L'indépendant 1er décembre 1833

L'indépendant, 1er décembre 1833.

En septembre et octobre 1839, Betbeder entreprend une tournée pour faire découvrir le daguerréotype dans les principales villes de Normandie[16]. Il propose des séances de présentation de l’invention et des expositions d’épreuves payantes.

Début novembre, il arrive en Bretagne et commence son séjour à Saint-Malo. L’Auxiliaire Breton du lundi 11 novembre 1839 précise : « M. Betbeder, artiste, qui vient de donner à Saint-Malo une séance de Daguerréotype (voir plus bas), et dont nous avions annoncé la prochaine arrivée, est à Rennes en ce moment. Il va faire en sorte de donner demain sa première séance. Nous rendrons compte de ses expériences sur ce curieux instrument. […] Nous avons assisté à la séance du Daguerréotype que M. Betbeder a donné hier, salle de la Bourse. Il est impossible, après avoir vu opérer, de conserver le plus léger doute sur les moyens employés par l’inventeur pour obtenir les merveilleux résultats qui maintenant font l’admiration de tout ce que la France renferme d’hommes éclairés. Parmi les produits exposés, rien n’est plus parfait que le Panthéon de Paris et une vue de Coutances. L’Eglise cathédrale de Paris nous a paru d’une richesse de détails inconnue jusqu’ici. »

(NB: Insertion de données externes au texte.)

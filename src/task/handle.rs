//! Observable state of a single task.
//!
//! [`TaskHandle`] is the read side handed to views: it exposes the conflated
//! progress/message channels, the ordered sub-task stream and the done
//! message. The write side lives on [`TaskScope`](super::TaskScope) and the
//! lifecycle on [`Task`](super::Task); both share one `TaskShared`.

use std::sync::atomic::{AtomicU8, Ordering};
use std::sync::{Arc, Mutex};

use tokio::sync::{mpsc, watch};

use super::types::{TaskError, TaskId, TaskKind, TaskOutcome, TaskSnapshot, TaskStatus};
use crate::channel::{lock, Conflated, Fanout};

#[derive(Debug, Default)]
struct ProgressCounter {
    processed: u64,
    total: Option<u64>,
}

pub(crate) struct TaskShared {
    pub(crate) id: TaskId,
    pub(crate) title: String,
    pub(crate) kind: TaskKind,
    status: AtomicU8,
    counter: Mutex<ProgressCounter>,
    pub(crate) progress: Conflated<f64>,
    pub(crate) message1: Conflated<String>,
    pub(crate) message2: Conflated<String>,
    pub(crate) sub_tasks: Fanout<TaskHandle>,
    done: watch::Sender<Option<String>>,
}

impl TaskShared {
    pub(crate) fn new(title: String, kind: TaskKind) -> Self {
        let (done, _) = watch::channel(None);
        Self {
            id: TaskId::new(),
            title,
            kind,
            status: AtomicU8::new(TaskStatus::Created.to_u8()),
            counter: Mutex::new(ProgressCounter::default()),
            progress: Conflated::new(0.0),
            message1: Conflated::new(String::new()),
            message2: Conflated::new(String::new()),
            sub_tasks: Fanout::with_replay(),
            done,
        }
    }

    pub(crate) fn status(&self) -> TaskStatus {
        TaskStatus::from_u8(self.status.load(Ordering::Acquire))
    }

    pub(crate) fn set_status(&self, status: TaskStatus) {
        self.status.store(status.to_u8(), Ordering::Release);
    }

    /// Reset accounting: `processed = 0`, `total = n`, `progress = 0.0`.
    pub(crate) fn set_total_work(&self, total: u64) {
        let mut counter = lock(&self.counter);
        counter.processed = 0;
        counter.total = Some(total);
        self.progress.set(0.0);
    }

    /// Advance by `amount` and publish `processed / total`.
    pub(crate) fn increment(&self, amount: u64) -> Result<f64, TaskError> {
        let mut counter = lock(&self.counter);
        let total = counter.total.ok_or_else(|| TaskError::TotalWorkNotSet {
            title: self.title.clone(),
        })?;
        counter.processed = counter.processed.saturating_add(amount);
        let progress = if total == 0 {
            1.0
        } else {
            (counter.processed as f64 / total as f64).min(1.0)
        };
        self.progress.set(progress);
        Ok(progress)
    }

    /// Terminal transition. Only the run guard calls this, once per task.
    pub(crate) fn finalize(&self, outcome: TaskOutcome, done_message: String) {
        self.set_status(TaskStatus::Terminated(outcome));
        self.progress.set(1.0);
        self.message1.close();
        self.message2.close();
        self.progress.close();
        self.sub_tasks.close();
        // Resolved last so that anyone awaiting it sees the final state.
        let resolved = self.done.send_if_modified(|slot| {
            if slot.is_none() {
                *slot = Some(done_message);
                true
            } else {
                false
            }
        });
        if !resolved {
            tracing::error!(task_id = %self.id, "Done message resolved twice");
        }
    }
}

/// Cloneable, read-only view of a task.
#[derive(Clone)]
pub struct TaskHandle {
    pub(crate) shared: Arc<TaskShared>,
}

impl TaskHandle {
    pub(crate) fn new(shared: Arc<TaskShared>) -> Self {
        Self { shared }
    }

    pub fn id(&self) -> TaskId {
        self.shared.id
    }

    pub fn title(&self) -> &str {
        &self.shared.title
    }

    pub fn kind(&self) -> TaskKind {
        self.shared.kind
    }

    pub fn status(&self) -> TaskStatus {
        self.shared.status()
    }

    pub fn progress(&self) -> f64 {
        self.shared.progress.get()
    }

    pub fn processed_count(&self) -> u64 {
        lock(&self.shared.counter).processed
    }

    pub fn total_work(&self) -> Option<u64> {
        lock(&self.shared.counter).total
    }

    pub fn message1(&self) -> String {
        self.shared.message1.get()
    }

    pub fn message2(&self) -> String {
        self.shared.message2.get()
    }

    /// Latest-value progress stream in `[0, 1]`. Closed when the task ends.
    pub fn progress_channel(&self) -> watch::Receiver<f64> {
        self.shared.progress.subscribe()
    }

    pub fn message1_channel(&self) -> watch::Receiver<String> {
        self.shared.message1.subscribe()
    }

    pub fn message2_channel(&self) -> watch::Receiver<String> {
        self.shared.message2.subscribe()
    }

    /// Every independent sub-task, in spawn order, starting with the ones
    /// already spawned. The stream ends after the task terminates.
    pub fn sub_tasks(&self) -> mpsc::UnboundedReceiver<TaskHandle> {
        self.shared.sub_tasks.subscribe()
    }

    /// Independent sub-tasks spawned so far, in spawn order.
    pub fn children(&self) -> Vec<TaskHandle> {
        self.shared.sub_tasks.history()
    }

    /// Whether the task's own streams are closed (it has terminated).
    pub fn is_closed(&self) -> bool {
        self.shared.progress.is_closed()
            && self.shared.message1.is_closed()
            && self.shared.message2.is_closed()
            && self.shared.sub_tasks.is_closed()
    }

    /// Wait for the summary line resolved when the task terminates.
    pub async fn done_message(&self) -> String {
        let mut rx = self.shared.done.subscribe();
        let resolved = match rx.wait_for(Option::is_some).await {
            Ok(message) => message.clone(),
            Err(_) => None,
        };
        resolved.unwrap_or_default()
    }

    pub fn try_done_message(&self) -> Option<String> {
        self.shared.done.borrow().clone()
    }

    pub fn snapshot(&self) -> TaskSnapshot {
        let (processed, total_work) = {
            let counter = lock(&self.shared.counter);
            (counter.processed, counter.total)
        };
        TaskSnapshot {
            id: self.id(),
            title: self.shared.title.clone(),
            kind: self.shared.kind,
            status: self.status().as_str().to_string(),
            processed,
            total_work,
            progress: self.progress(),
            message1: self.message1(),
            message2: self.message2(),
            done_message: self.try_done_message(),
            children: self.children().iter().map(TaskHandle::snapshot).collect(),
            timestamp: chrono::Utc::now().to_rfc3339(),
        }
    }
}

impl PartialEq for TaskHandle {
    fn eq(&self, other: &Self) -> bool {
        Arc::ptr_eq(&self.shared, &other.shared)
    }
}

impl std::fmt::Debug for TaskHandle {
    fn fmt(&self, f: &mut std::fmt::Formatter<'_>) -> std::fmt::Result {
        f.debug_struct("TaskHandle")
            .field("id", &self.shared.id)
            .field("title", &self.shared.title)
            .field("status", &self.status())
            .field("progress", &self.progress())
            .finish()
    }
}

Le numéro du mercredi 13 novembre 1839 annonce que la photographie qui va être prise à Rennes aura pour sujet le nouveau théâtre inauguré en 1833 en face de l’hôtel de ville sur l’ancienne place aux Arbres : « Demain, à une heure, dans la grande salle de la Mairie, aura lieu l’expérience sur le Daguerréotype, par M. Betbeder, dont nous annoncions l’arrivée lundi. L’artiste reproduira, au moyen de ce curieux appareil, une vue de la salle de spectacle. Le prix du billet d’entrée est de 2 fr. Il y aura des places réservées pour les dames. Nous ne doutons pas que cette séance ne réunisse un grand nombre de spectateurs. »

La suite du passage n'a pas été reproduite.